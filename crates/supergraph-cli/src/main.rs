//! Supergraph sync CLI.

use std::path::{Path, PathBuf};
use std::process::ExitCode;
use std::sync::Arc;

use clap::{Args, Parser, Subcommand};
use tracing::debug;
use tracing_subscriber::EnvFilter;

use supergraph_sync::introspect::{failed_services, schema_file_name};
use supergraph_sync::{
    keep_files_in, Pipeline, PipelineReport, PipelineState, ServiceSelection, SyncConfig,
    SyncError, DEFAULT_CONFIG_FILE,
};

mod ui;

/// Environment variable holding the log filter.
const LOG_ENV: &str = "SUPERGRAPH_SYNC_LOG";

#[derive(Parser, Debug)]
#[command(name = "supergraph-sync", version)]
#[command(about = "Introspect subgraphs, compose the supergraph, publish it and roll the gateway")]
struct Cli {
    /// Config file
    #[arg(short, long, global = true, default_value = DEFAULT_CONFIG_FILE)]
    config: PathBuf,

    /// Debug logging (overrides SUPERGRAPH_SYNC_LOG)
    #[arg(short, long, global = true)]
    verbose: bool,

    #[command(subcommand)]
    command: Commands,
}

#[derive(Subcommand, Debug)]
enum Commands {
    /// Run the full pipeline
    Sync {
        #[command(flatten)]
        services: ServiceArgs,

        /// Stop after the deploy; skip the health check
        #[arg(long)]
        skip_verify: bool,

        /// Copy the run's workspace files here before it is deleted
        #[arg(long, value_name = "DIR")]
        keep_workspace: Option<PathBuf>,
    },

    /// Check that the required tools are installed
    Check,

    /// List the registered services
    Services,

    /// Fetch subgraph schemas only
    Introspect {
        #[command(flatten)]
        services: ServiceArgs,

        /// Where to write the fetched schemas
        #[arg(short, long, value_name = "DIR")]
        out: PathBuf,
    },
}

#[derive(Args, Debug)]
struct ServiceArgs {
    /// Services to process, in composition order
    #[arg(value_name = "SERVICE", required_unless_present = "all", conflicts_with = "all")]
    names: Vec<String>,

    /// Every registered service
    #[arg(long)]
    all: bool,
}

impl ServiceArgs {
    fn selection(&self) -> ServiceSelection {
        ServiceSelection::from_args(self.names.clone(), self.all)
    }
}

#[tokio::main]
async fn main() -> ExitCode {
    let cli = Cli::parse();
    init_tracing(cli.verbose);

    match run(cli).await {
        Ok(()) => ExitCode::SUCCESS,
        Err(e) => {
            let code = e.exit_code();
            eprintln!("{:?}", miette::Report::new(e));
            ExitCode::from(code)
        }
    }
}

fn init_tracing(verbose: bool) {
    let filter = if verbose {
        EnvFilter::new("debug")
    } else {
        EnvFilter::try_from_env(LOG_ENV).unwrap_or_else(|_| EnvFilter::new("warn"))
    };

    tracing_subscriber::fmt()
        .with_env_filter(filter)
        .with_writer(std::io::stderr)
        .with_target(false)
        .init();
}

async fn run(cli: Cli) -> Result<(), SyncError> {
    debug!(config = %cli.config.display(), "loading configuration");
    let config = SyncConfig::load(&cli.config)?;

    match cli.command {
        Commands::Sync {
            services,
            skip_verify,
            keep_workspace,
        } => sync(&config, services.selection(), skip_verify, keep_workspace).await,
        Commands::Check => check(&config),
        Commands::Services => {
            list_services(&config);
            Ok(())
        }
        Commands::Introspect { services, out } => introspect(&config, services.selection(), &out).await,
    }
}

async fn sync(
    config: &SyncConfig,
    selection: ServiceSelection,
    skip_verify: bool,
    keep_workspace: Option<PathBuf>,
) -> Result<(), SyncError> {
    ui::box_header(&format!("{} Supergraph sync", ui::symbols::DIAMOND));
    ui::box_line(&format!("gateway   {} ({})", config.gateway.service, config.gateway.region));
    ui::box_line(&format!("artifacts {}", config.artifacts.bucket));
    ui::box_footer();
    println!();

    let mut pipeline = Pipeline::from_config(config)?
        .skip_verify(skip_verify)
        .with_observer(Arc::new(|state: PipelineState| {
            if let PipelineState::Running(stage) = state {
                ui::stage(stage.label());
            }
        }));
    if let Some(dir) = keep_workspace {
        pipeline = pipeline.with_release_hook(keep_files_in(dir));
    }

    let report = pipeline.run(&selection).await;
    print_report(&report);
    report.outcome
}

fn print_report(report: &PipelineReport) {
    if !report.introspection.is_empty() {
        println!();
        for result in &report.introspection {
            let detail = match &result.error {
                Some(err) => format!("{} {} {}", result.routing_url, ui::symbols::DOT, err),
                None if result.attempts > 1 => {
                    format!("{} {} {} attempts", result.routing_url, ui::symbols::DOT, result.attempts)
                }
                None => result.routing_url.clone(),
            };
            ui::service_line(result.succeeded, &result.service_name, &detail);
        }
    }

    if let Some(published) = &report.published {
        println!();
        ui::info(&format!("versioned  {}", published.versioned_path));
        ui::info(&format!("latest     {}", published.latest_path));
    }
    if let Some(deployment) = &report.deployment {
        ui::info(&format!(
            "revision   {}",
            deployment.revision.as_deref().unwrap_or("unknown")
        ));
    }
    println!();

    match &report.outcome {
        Ok(()) => {
            ui::success("Gateway is serving the new supergraph.");
            ui::timing("Synced", report.elapsed);
        }
        // The error itself is rendered once, by miette, on the way out of main.
        Err(e) => {
            ui::error_header(&failure_header(e));
            if e.needs_operator() {
                ui::warn("The gateway may not match the last known-good state. Manual follow-up needed.");
            } else {
                ui::dim("The gateway keeps serving its previous supergraph.");
            }
            ui::timing("Stopped", report.elapsed);
        }
    }
}

fn failure_header(err: &SyncError) -> String {
    match err.stage() {
        Some(stage) => format!("Failed while {}.", stage.label()),
        None => "Failed during setup.".to_string(),
    }
}

fn check(config: &SyncConfig) -> Result<(), SyncError> {
    let pipeline = Pipeline::from_config(config)?;
    let missing = pipeline.missing_dependencies();

    for tool in config.required_tools() {
        let ok = !missing.contains(&tool);
        ui::service_line(ok, &tool, if ok { "found on PATH" } else { "missing" });
    }
    println!();

    if missing.is_empty() {
        ui::success("All required tools are installed.");
        return Ok(());
    }
    Err(SyncError::MissingDependency {
        guidance: supergraph_sync::deps::install_guidance(&missing),
        tools: missing,
    })
}

fn list_services(config: &SyncConfig) {
    for entry in &config.services {
        ui::service_line(true, &entry.name, &entry.routing_url);
    }
}

async fn introspect(config: &SyncConfig, selection: ServiceSelection, out: &Path) -> Result<(), SyncError> {
    let pipeline = Pipeline::from_config(config)?;

    let spinner = ui::spinner("Introspecting subgraphs...");
    let results = pipeline.introspect_only(&selection, out).await;
    spinner.finish_and_clear();
    let results = results?;

    for result in &results {
        let detail = match &result.error {
            Some(err) => err.clone(),
            None => out.join(schema_file_name(&result.service_name)).display().to_string(),
        };
        ui::service_line(result.succeeded, &result.service_name, &detail);
    }

    let failed = failed_services(&results);
    if failed.is_empty() {
        println!();
        ui::success(&format!("{} schema(s) written to {}", results.len(), out.display()));
        Ok(())
    } else {
        Err(SyncError::IntrospectionFailed { services: failed })
    }
}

→ **TASK INSTRUCTIONS**: The lines to copy are those above that contain the string "Option".

→ **SOLVED PROBLEM**:
        keep_workspace: Option<PathBuf>,
    keep_workspace: Option<PathBuf>,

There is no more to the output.